What's Christmas got to do with romance?

“Romantic?” chorused most of them. “Christmas is a spiritual journey, dear chum.”



by

Suresh Pattali

Published: Thu 8 Dec 2022, 5:03 PM

Last updated: Thu 8 Dec 2022, 5:04 PM

“This festive season, make a pledge to love thyself.”

The sender of this succinct greeting had jumped the gun by the margin of a whole month, yet the cardinal message ensconced in a few innocuous words posed a thousand queries to my conscience.

The friend who sent it had spent a whole day shopping for Christmas ornaments and a whole night putting up the tree, in reuse for the past few years to ramp up the cause of sustainability. The friend — let me not go into the gender of the person as any reference to the opposite sex raises many an eyebrow among close family members, colleagues and friends to such an extent that they have reserved the sobriquet Casanova exclusively for me — isn’t a follower of Christian faith.

Let me invoke one of the principles of wokeism to refer to the friend as They. The money, time and effort that have gone into decorating their home this season are mind-blowing. The star, the wreath, tinsels, baubles, lights, gifts and other doobries handpicked from different shops speak loud not just about the class of the person but also the significance of the show.

“Looks fabulous, but isn’t it too early?” I asked.

“It’s all about me, so I don’t care if it’s early or late,” they retorted.

“Yeah, I read your call to love thyself. Aren’t you being selfish?”

“Have you read the Bible or at least the second great commandment of Jesus Christ in Mark 12:31? It says: Love thy neighbour as thyself.”

“True, we all have read it?”

“But have you loved thyself in the first place?”

The profoundness of their argument hit me like an Arctic blizzard. When was the last time I did something soul-filling for myself, apart from all the quotidian things I do from dawn to dusk? Have I loved myself before loving the hoi polloi? The ambiguous thought took me to places selling all that is Christmas, from Ace to Dragon Mart to five-dirham shops.

It took two nights to transform my dwelling to a happy-looking place where God could stay, and all truth-seekers could find peace. The positive vibes that my home radiated — from the balcony to the living room and the garden to the garage — stopped hearts.

“Wow! Yuletide is already here,” said one passerby.

“So is romance,” replied my friend in response to the photos and videos I had dispatched. “Isn’t it so romantic? Aren’t you feeling happy?” I transmitted her message to my contacts.

“Romantic?” chorused most of them. “Christmas is a spiritual journey, dear chum.”
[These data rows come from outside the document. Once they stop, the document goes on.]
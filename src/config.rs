use crate::image::DepthScale;

#[derive(Debug, Default, clap::Args)]
pub struct Config {
    /// path to Caffe 'deploy' prototxt file
    #[clap(short, long)]
    pub prototxt: String,

    /// path to Caffe pre-trained model
    #[clap(short, long)]
    pub model: String,

    /// minimum probability to filter weak detections
    #[clap(short, long, default_value = "0.2")]
    pub confidence: f64,

    /// highlight cars and people
    #[clap(short, long)]
    pub track: bool,

    /// display width, the frame height follows the aspect ratio
    #[clap(long, default_value = "600")]
    pub width: i32,

    /// raw depth readings are clipped to this value, millimetres for OpenNI2
    #[clap(long, default_value = "10000")]
    pub depth_max: u16,

    /// drop this many low bits instead of scaling linearly up to depth-max
    /// (2 with depth-max 1023 for raw 11-bit Kinect recordings)
    #[clap(long)]
    pub depth_shift: Option<u32>,

    /// seed for the class colors
    #[clap(long, default_value = "0")]
    pub seed: u64,

    #[clap(long)]
    pub headless: bool,

    /// write annotated frames to a rerun recording
    #[clap(long)]
    pub record: Option<String>,
}

impl Config {
    pub fn depth_scale(&self) -> DepthScale {
        match self.depth_shift {
            Some(shift) => DepthScale::Shift {
                max: self.depth_max,
                shift,
            },
            None => DepthScale::Linear {
                max: self.depth_max,
            },
        }
    }
}

/// Live camera settings
#[derive(Debug, Default, clap::Args)]
pub struct CameraConfig {
    #[clap(long, default_value = "0")]
    pub device: i32,

    /// sensor warm-up after opening the device
    #[clap(long, default_value = "2000")]
    pub warmup_ms: u64,
}
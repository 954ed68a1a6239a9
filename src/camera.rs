use std::time::Duration;

use anyhow::{bail, Result};
use cv2::prelude::*;
use opencv as cv2;
use tracing::info;

use crate::config::CameraConfig;
use crate::image::{DepthMap, DepthScale};

/// Source of color frames with depth readings for the same instant
pub trait DepthCamera {
    /// Next BGR frame, `None` once the input is exhausted
    fn color_frame(&mut self) -> Result<Option<cv2::core::Mat>>;

    /// Depth map belonging to the last color frame
    fn depth_frame(&mut self) -> Result<DepthMap>;

    /// Number of frames, if known in advance
    fn length(&self) -> Option<u64> {
        None
    }
}

/// Convert a single channel depth image; 16-bit readings go through `scale`
pub fn depth_from_mat(mat: &cv2::core::Mat, scale: DepthScale) -> Result<DepthMap> {
    let width = mat.cols() as usize;
    let height = mat.rows() as usize;
    match mat.typ() {
        cv2::core::CV_16UC1 => {
            DepthMap::from_raw(width, height, mat.data_typed::<u16>()?, scale)
        }
        cv2::core::CV_8UC1 => DepthMap::from_u8(width, height, mat.data_bytes()?.to_vec()),
        other => bail!("unsupported depth image type {other}"),
    }
}

/// Kinect style sensor read through the OpenNI2 backend of OpenCV.
/// The depth map arrives in millimetres.
pub struct OpenNiCamera {
    capture: cv2::videoio::VideoCapture,
    depth_scale: DepthScale,
}

impl OpenNiCamera {
    pub fn new(config: &CameraConfig, depth_scale: DepthScale) -> Result<Self> {
        info!("starting video stream on device {}", config.device);
        let capture = cv2::videoio::VideoCapture::new(config.device, cv2::videoio::CAP_OPENNI2)?;
        if !capture.is_opened()? {
            bail!("cannot open OpenNI device {}", config.device);
        }
        // allow the sensor to warm up
        std::thread::sleep(Duration::from_millis(config.warmup_ms));
        Ok(Self {
            capture,
            depth_scale,
        })
    }
}

impl DepthCamera for OpenNiCamera {
    fn color_frame(&mut self) -> Result<Option<cv2::core::Mat>> {
        if !self.capture.grab()? {
            return Ok(None);
        }
        let mut image = cv2::core::Mat::default();
        if !self
            .capture
            .retrieve(&mut image, cv2::videoio::CAP_OPENNI_BGR_IMAGE)?
        {
            return Ok(None);
        }
        Ok(Some(image))
    }

    fn depth_frame(&mut self) -> Result<DepthMap> {
        let mut depth = cv2::core::Mat::default();
        if !self
            .capture
            .retrieve(&mut depth, cv2::videoio::CAP_OPENNI_DEPTH_MAP)?
        {
            bail!("no depth map for the current frame");
        }
        depth_from_mat(&depth, self.depth_scale)
    }
}
/// Snapshot of one detected object in the current frame
#[derive(Clone, Debug, PartialEq)]
pub struct Obstacle {
    pub label: String,
    /// pixel area of the bounding box
    pub size: i64,
    pub center_x: i32,
    pub center_y: i32,
    /// depth reading at the center, smaller is closer
    pub distance: i32,
}

impl Obstacle {
    pub fn new(label: &str, size: i64, center_x: i32, center_y: i32, distance: i32) -> Self {
        Self {
            label: label.to_owned(),
            size,
            center_x,
            center_y,
            distance,
        }
    }

    /// Placeholder held before anything has been detected.
    /// The negative distance keeps its threat level at zero.
    pub fn none() -> Self {
        Self::new("none", 0, 0, 0, -5)
    }

    /// size / (distance + 1), never stored so it always follows the fields
    pub fn threat_level(&self) -> f64 {
        debug_assert!(self.distance != -1, "distance of -1 has no threat level");
        self.size as f64 / (self.distance as f64 + 1.)
    }
}

/// Keeps the most threatening obstacle seen during the session
#[derive(Debug)]
pub struct ObstacleTracker {
    current: Obstacle,
}

impl Default for ObstacleTracker {
    fn default() -> Self {
        Self::new()
    }
}

impl ObstacleTracker {
    pub fn new() -> Self {
        Self::starting_from(Obstacle::none())
    }

    pub fn starting_from(current: Obstacle) -> Self {
        Self { current }
    }

    pub fn current(&self) -> &Obstacle {
        &self.current
    }

    pub fn threat_level(&self) -> f64 {
        self.current.threat_level()
    }

    /// Replace the tracked obstacle if the candidate is strictly more threatening.
    /// Returns true when the tracking target changed.
    pub fn evaluate(&mut self, candidate: Obstacle) -> bool {
        if candidate.threat_level() > self.threat_level() {
            self.current = candidate;
            true
        } else {
            false
        }
    }
}
// registry_wasm/src/generator.rs

use aadhaar_proof_registry::error::ProofError;
use aadhaar_proof_registry::proof::{Proof, ProofGenerator, ProofRequest};
use async_trait::async_trait;
use js_sys::{Function, Promise};
use serde::Serialize;
use serde_json::Value;
use wasm_bindgen::prelude::*;
use wasm_bindgen::JsCast;
use wasm_bindgen_futures::JsFuture;

/// Delegates proving to a JS callback: `(request) => proof | Promise<proof>`.
/// The proof may come back as an object or as its JSON text.
pub struct JsProofGenerator {
    prove: Function,
}

impl JsProofGenerator {
    pub fn new(prove: Function) -> Self { Self { prove } }
}

fn js_message(err: &JsValue) -> String {
    err.dyn_ref::<js_sys::Error>()
        .map(|e| String::from(e.message()))
        .or_else(|| err.as_string())
        .unwrap_or_else(|| "prover failed".to_string())
}

#[async_trait(?Send)]
impl ProofGenerator for JsProofGenerator {
    async fn generate(&self, request: &ProofRequest) -> Result<Proof, ProofError> {
        let arg = request
            .serialize(&serde_wasm_bindgen::Serializer::json_compatible())
            .map_err(|e| ProofError::GenerationFailed(e.to_string()))?;
        let returned = self
            .prove
            .call1(&JsValue::NULL, &arg)
            .map_err(|e| ProofError::GenerationFailed(js_message(&e)))?;

        let resolved = match returned.dyn_into::<Promise>() {
            Ok(promise) => JsFuture::from(promise)
                .await
                .map_err(|e| ProofError::GenerationFailed(js_message(&e)))?,
            Err(value) => value,
        };

        let value: Value = match resolved.as_string() {
            Some(text) => serde_json::from_str(&text)
                .map_err(|e| ProofError::InvalidFormat(e.to_string()))?,
            None => serde_wasm_bindgen::from_value(resolved)
                .map_err(|e| ProofError::InvalidFormat(e.to_string()))?,
        };
        Proof::try_from(value)
    }
}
I was in no mood for an argument. I was in the grip of a divine spell and there’s certainly something romantic about it. The pleasure I derived looking at the stunning cherry, the aesthetic string lights and the LOVE plaque longing for attention at the foot of the ornated tree transported me to a magical world. To Bethlehem. To the manger where Jesus was born. Every birth is the pinnacle of love and romance.

From time immemorial, humans have romanticised monumental deaths as well as everyone and everything that’s revolutionary. We have done it to Che Guevara. We have done it in the case of Leon Trotsky. We have romanticised Pablo Neruda and Ho Chi Minh and poets of the same ilk. Wasn’t Jesus a revolutionary, though not so much in the same band?

“But what the hell is the LOVE plaque doing there?” someone asked. As if Christmas has nothing to do with love!

“Why the decorations when there’s no one to see? None of us is visiting you this month?” Vava messaged. “Neither do you have friends to come and appreciate.”

My Christmas is my own emotional business. Never mind I was born into a different religion, love is the faith I believe in. Peace is the prayer I chant. Happiness is the salvation I long for.

As the newfangled ambience envelops my home, I lie in a manger squinting my tiny eyes and sucking my thumb. I am as naked as nature and as innocent as a prayer. My lips are as parched as the wasteland. I am waiting for a Mary to feed me and water me. I am waiting for the wise men to bring in frankincense and myrrh, if not gold.